## Material supplied
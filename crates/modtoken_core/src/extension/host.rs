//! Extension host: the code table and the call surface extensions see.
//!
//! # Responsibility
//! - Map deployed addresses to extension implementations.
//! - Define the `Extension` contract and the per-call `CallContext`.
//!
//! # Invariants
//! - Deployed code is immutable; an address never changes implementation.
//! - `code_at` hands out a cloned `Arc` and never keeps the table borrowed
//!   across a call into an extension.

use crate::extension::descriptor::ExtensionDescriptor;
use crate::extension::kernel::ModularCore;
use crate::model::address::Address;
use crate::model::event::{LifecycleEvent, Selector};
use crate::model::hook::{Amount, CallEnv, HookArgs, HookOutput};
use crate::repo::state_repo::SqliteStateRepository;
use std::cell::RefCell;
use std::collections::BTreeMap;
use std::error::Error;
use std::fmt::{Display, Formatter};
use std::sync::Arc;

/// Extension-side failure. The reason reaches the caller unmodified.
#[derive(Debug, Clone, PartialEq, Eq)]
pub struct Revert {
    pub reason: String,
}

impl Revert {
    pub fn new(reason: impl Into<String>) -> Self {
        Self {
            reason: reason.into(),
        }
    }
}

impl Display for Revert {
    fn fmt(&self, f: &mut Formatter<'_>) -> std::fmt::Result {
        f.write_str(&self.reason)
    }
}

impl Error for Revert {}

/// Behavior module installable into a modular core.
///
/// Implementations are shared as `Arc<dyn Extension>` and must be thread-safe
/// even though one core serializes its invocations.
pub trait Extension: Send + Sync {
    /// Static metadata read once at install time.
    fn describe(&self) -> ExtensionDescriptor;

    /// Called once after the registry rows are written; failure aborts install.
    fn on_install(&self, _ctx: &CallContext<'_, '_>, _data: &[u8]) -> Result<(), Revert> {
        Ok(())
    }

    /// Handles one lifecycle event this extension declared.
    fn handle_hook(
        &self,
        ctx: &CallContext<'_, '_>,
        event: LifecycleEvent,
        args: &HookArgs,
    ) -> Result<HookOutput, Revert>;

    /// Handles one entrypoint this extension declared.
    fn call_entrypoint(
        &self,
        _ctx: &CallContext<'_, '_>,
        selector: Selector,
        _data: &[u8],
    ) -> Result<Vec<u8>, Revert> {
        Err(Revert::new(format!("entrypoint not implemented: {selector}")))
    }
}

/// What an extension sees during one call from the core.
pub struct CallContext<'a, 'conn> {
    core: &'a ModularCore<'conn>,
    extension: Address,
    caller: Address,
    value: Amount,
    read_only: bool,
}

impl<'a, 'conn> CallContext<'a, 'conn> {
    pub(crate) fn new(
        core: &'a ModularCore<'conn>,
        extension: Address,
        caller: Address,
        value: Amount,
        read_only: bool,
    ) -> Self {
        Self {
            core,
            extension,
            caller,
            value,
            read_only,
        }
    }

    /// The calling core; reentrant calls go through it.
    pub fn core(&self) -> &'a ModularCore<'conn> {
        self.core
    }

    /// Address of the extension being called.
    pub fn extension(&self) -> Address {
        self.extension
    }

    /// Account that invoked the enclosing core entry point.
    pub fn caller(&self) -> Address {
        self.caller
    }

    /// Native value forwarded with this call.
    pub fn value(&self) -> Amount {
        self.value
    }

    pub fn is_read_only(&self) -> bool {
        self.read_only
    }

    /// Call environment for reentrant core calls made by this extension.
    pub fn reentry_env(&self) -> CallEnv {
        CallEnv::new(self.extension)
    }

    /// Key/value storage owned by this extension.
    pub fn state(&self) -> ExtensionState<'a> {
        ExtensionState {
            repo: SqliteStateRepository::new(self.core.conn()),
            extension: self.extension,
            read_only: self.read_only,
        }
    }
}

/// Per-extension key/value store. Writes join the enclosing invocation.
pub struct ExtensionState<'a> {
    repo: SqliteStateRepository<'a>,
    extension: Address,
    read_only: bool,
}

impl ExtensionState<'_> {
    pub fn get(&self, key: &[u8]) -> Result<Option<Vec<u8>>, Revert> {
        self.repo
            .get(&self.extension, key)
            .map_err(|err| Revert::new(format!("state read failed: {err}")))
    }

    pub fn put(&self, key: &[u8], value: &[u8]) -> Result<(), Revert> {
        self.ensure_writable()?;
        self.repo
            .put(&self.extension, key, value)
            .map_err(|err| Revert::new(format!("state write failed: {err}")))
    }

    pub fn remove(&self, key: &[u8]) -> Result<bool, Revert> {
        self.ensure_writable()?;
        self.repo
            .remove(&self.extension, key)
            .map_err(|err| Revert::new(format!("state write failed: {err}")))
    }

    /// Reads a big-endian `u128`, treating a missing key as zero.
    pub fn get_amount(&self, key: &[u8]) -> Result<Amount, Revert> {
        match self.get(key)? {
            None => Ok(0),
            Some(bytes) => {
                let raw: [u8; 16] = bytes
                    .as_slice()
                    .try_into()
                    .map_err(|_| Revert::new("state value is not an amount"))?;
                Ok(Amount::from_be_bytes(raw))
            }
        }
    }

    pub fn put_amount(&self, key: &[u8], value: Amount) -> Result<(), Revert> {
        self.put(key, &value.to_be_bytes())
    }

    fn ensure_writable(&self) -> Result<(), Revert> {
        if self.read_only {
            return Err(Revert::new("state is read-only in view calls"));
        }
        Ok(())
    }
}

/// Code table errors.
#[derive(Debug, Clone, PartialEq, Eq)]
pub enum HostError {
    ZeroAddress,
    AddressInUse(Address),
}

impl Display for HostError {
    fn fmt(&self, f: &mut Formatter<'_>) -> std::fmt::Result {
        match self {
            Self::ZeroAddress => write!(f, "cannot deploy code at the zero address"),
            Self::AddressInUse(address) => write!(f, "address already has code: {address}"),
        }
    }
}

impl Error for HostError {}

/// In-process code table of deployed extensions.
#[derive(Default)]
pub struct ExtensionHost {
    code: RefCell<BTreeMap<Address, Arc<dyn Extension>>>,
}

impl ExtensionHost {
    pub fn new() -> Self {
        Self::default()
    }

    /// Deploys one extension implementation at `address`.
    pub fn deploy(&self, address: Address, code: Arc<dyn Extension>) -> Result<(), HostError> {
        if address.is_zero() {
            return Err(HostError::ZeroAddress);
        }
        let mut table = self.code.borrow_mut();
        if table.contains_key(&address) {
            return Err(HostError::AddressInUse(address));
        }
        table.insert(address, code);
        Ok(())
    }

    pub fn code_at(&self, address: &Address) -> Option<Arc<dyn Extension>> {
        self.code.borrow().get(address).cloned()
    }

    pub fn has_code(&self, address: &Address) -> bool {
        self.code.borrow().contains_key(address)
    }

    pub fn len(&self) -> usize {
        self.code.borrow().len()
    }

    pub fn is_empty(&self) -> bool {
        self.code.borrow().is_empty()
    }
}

---

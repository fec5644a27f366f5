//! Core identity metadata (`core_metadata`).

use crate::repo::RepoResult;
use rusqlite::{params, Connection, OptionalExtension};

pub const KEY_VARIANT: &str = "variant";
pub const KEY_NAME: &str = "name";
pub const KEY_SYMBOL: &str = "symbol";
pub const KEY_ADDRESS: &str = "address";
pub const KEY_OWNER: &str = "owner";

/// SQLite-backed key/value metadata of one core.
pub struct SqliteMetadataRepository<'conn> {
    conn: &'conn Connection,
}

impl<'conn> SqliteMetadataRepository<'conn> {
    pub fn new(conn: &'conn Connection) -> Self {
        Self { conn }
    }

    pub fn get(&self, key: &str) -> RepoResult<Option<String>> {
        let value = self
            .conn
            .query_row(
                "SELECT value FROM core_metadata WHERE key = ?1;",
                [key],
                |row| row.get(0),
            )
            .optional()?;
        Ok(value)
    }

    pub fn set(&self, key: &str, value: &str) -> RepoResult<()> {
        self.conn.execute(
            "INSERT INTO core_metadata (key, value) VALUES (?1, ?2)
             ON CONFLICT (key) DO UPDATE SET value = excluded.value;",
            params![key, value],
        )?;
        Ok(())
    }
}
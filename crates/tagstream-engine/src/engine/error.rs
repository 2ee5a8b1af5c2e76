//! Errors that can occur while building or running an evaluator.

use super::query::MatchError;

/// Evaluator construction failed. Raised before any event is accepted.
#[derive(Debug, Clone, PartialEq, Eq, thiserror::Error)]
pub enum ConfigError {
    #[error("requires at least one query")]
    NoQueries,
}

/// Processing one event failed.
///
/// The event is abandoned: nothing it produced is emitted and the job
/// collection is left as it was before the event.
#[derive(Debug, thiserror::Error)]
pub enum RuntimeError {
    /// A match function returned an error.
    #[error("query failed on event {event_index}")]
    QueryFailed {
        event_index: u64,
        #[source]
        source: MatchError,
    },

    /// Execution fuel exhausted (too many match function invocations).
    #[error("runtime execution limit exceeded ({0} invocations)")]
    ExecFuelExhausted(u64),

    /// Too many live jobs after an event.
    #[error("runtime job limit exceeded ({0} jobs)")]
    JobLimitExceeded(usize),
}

--

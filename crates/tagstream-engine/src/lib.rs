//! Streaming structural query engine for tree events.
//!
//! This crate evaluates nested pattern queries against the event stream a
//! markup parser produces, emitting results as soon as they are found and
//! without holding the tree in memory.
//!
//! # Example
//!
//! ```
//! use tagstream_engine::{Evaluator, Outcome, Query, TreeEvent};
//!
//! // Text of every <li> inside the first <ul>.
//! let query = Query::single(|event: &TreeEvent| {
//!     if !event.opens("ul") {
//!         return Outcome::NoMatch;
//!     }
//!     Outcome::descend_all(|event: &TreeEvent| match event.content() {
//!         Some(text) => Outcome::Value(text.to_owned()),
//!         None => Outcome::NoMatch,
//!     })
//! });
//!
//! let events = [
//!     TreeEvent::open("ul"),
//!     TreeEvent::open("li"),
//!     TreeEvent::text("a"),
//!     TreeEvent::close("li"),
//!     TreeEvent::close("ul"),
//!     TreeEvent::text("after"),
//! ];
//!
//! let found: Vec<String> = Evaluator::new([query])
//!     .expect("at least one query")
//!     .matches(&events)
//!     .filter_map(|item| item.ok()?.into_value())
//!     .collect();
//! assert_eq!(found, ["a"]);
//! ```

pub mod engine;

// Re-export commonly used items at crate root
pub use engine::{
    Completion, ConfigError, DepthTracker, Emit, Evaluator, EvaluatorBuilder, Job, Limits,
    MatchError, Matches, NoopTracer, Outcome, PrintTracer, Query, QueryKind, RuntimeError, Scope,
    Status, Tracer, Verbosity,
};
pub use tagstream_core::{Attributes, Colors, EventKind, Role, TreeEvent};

## What is expected
When the line with "filename crates/modtoken_core/src/extension/host.rs" is reached in the data above, start copying there, and copy each line exactly until the line with "use std::sync::Arc;" has been copied; copy nothing else.

## Reply
filename crates/modtoken_core/src/extension/host.rs
//! Extension host: the code table and the call surface extensions see.
//!
//! # Responsibility
//! - Map deployed addresses to extension implementations.
//! - Define the `Extension` contract and the per-call `CallContext`.
//!
//! # Invariants
//! - Deployed code is immutable; an address never changes implementation.
//! - `code_at` hands out a cloned `Arc` and never keeps the table borrowed
//!   across a call into an extension.

use crate::extension::descriptor::ExtensionDescriptor;
use crate::extension::kernel::ModularCore;
use crate::model::address::Address;
use crate::model::event::{LifecycleEvent, Selector};
use crate::model::hook::{Amount, CallEnv, HookArgs, HookOutput};
use crate::repo::state_repo::SqliteStateRepository;
use std::cell::RefCell;
use std::collections::BTreeMap;
use std::error::Error;
use std::fmt::{Display, Formatter};
use std::sync::Arc;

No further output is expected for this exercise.